IBM InfoSphere Streams Version 4.1.1
Changing the cryptographic protocol for InfoSphere Streams services
Many domain and instance services support connections that use Transport Layer Security
(TLS) cryptographic protocols. You can specify which cryptographic protocols the services use for
secure communication by setting domain and instance properties. The default
setting for InfoSphere®
Streams is TLSv1, which indicates that TLS 1.0 or later protocols are used.
About this task
You can specify the cryptographic protocol for the following domain and instance services.
Notes:
- The domain.sslOption domain property is used as the default value for the sslOption properties that are listed.
- If you set the sws.sslProtocol property to
TLSv1.2, you must also specify one of the following settings:
- Set the domain.sslOption property to TLSv1.2.
- Set both the aas.sslOption and jmx.sslOption properties to TLSv1.2.
Service name | Domain property name |
---|---|
authentication and authorization service | aas.sslOption |
domain controller service | controller.sslOption |
management API service | jmx.sslOption |
web management service | sws.sslProtocol |
Service name | Instance property name |
---|---|
application deployment service | app.sslOption |
application manager service | sam.sslOption |
application metrics service | srm.sslOption |
view service | view.sslOption |
The domain and instance properties can have the following values:
- TLSv1: This value is the default value. It indicates that the service uses TLS 1.0 or later protocols.
- TLSv1.1: This value indicates that the service uses TLS 1.1 or later protocols. If a TLS 1.1 connection cannot be established, it falls back to TLS 1.0.
- TLSv1.2: This value indicates that the service uses only TLS 1.2 or later protocols. If a TLS 1.2 connection cannot be established, it does not fall back to lower versions of TLS support.
- SSL_TLS: This value indicates that the service uses TLS 1.0.
- SSL_TLSv2: This value indicates that the service uses TLS 1.0, TLS 1.1, or TLS 1.2.
- none: This value indicates that the service does not use TLS or SSL. You cannot specify this value for the sws.sslProtocol domain property.
The sws.sslProtocol domain property has an extra value: useJavaSetting. This property indicates that the web management service supports the cryptographic protocols that are specified by the Java™ configuration of processes that connect to the service. This value is the default value.

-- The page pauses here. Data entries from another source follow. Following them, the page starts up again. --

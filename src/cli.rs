//! CLI argument parsing and command dispatch

pub mod args;
pub mod check;
pub mod common;
pub mod convert;
pub mod init;
pub mod list;

pub use args::{Cli, ColorChoice, Command, OutputFormat};
pub use common::GlobalOptions;
//! Test utilities for cstyle integration tests

#![allow(dead_code)]

use std::fs;
use std::path::Path;

/// Owned lines from string literals
pub fn lines(src: &[&str]) -> Vec<String> {
    src.iter().map(|line| line.to_string()).collect()
}

/// Writes `(relative path, content)` pairs under `root`, creating parents
pub fn write_tree(root: &Path, files: &[(&str, &str)]) {
    for (relative, content) in files {
        let path = root.join(relative);
        if let Some(parent) = path.parent() {
            fs::create_dir_all(parent).unwrap();
        }
        fs::write(path, content).unwrap();
    }
}

/// Path of a checked-in fixture
pub fn fixture(relative: &str) -> std::path::PathBuf {
    Path::new(env!("CARGO_MANIFEST_DIR"))
        .join("tests/fixtures")
        .join(relative)
}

For more information about these properties, run streamtool man domainproperties and streamtool man properties.
Tip: Before you change the
cryptographic protocol, consider which InfoSphere
Streams interfaces
you use and how they are affected. For example, you must open the Streams
Console in
a web browser that supports the same cryptographic protocols that
you specify for the web management service.
Also, setting an sslOption property to something
other than TLSv1 might prevent communication with InfoSphere
Streams releases
earlier than 4.1.
Procedure
You can specify the cryptographic protocol when you create or update a domain or instance. In Streams Studio, you can specify the cryptographic protocol when you add or edit a domain connection.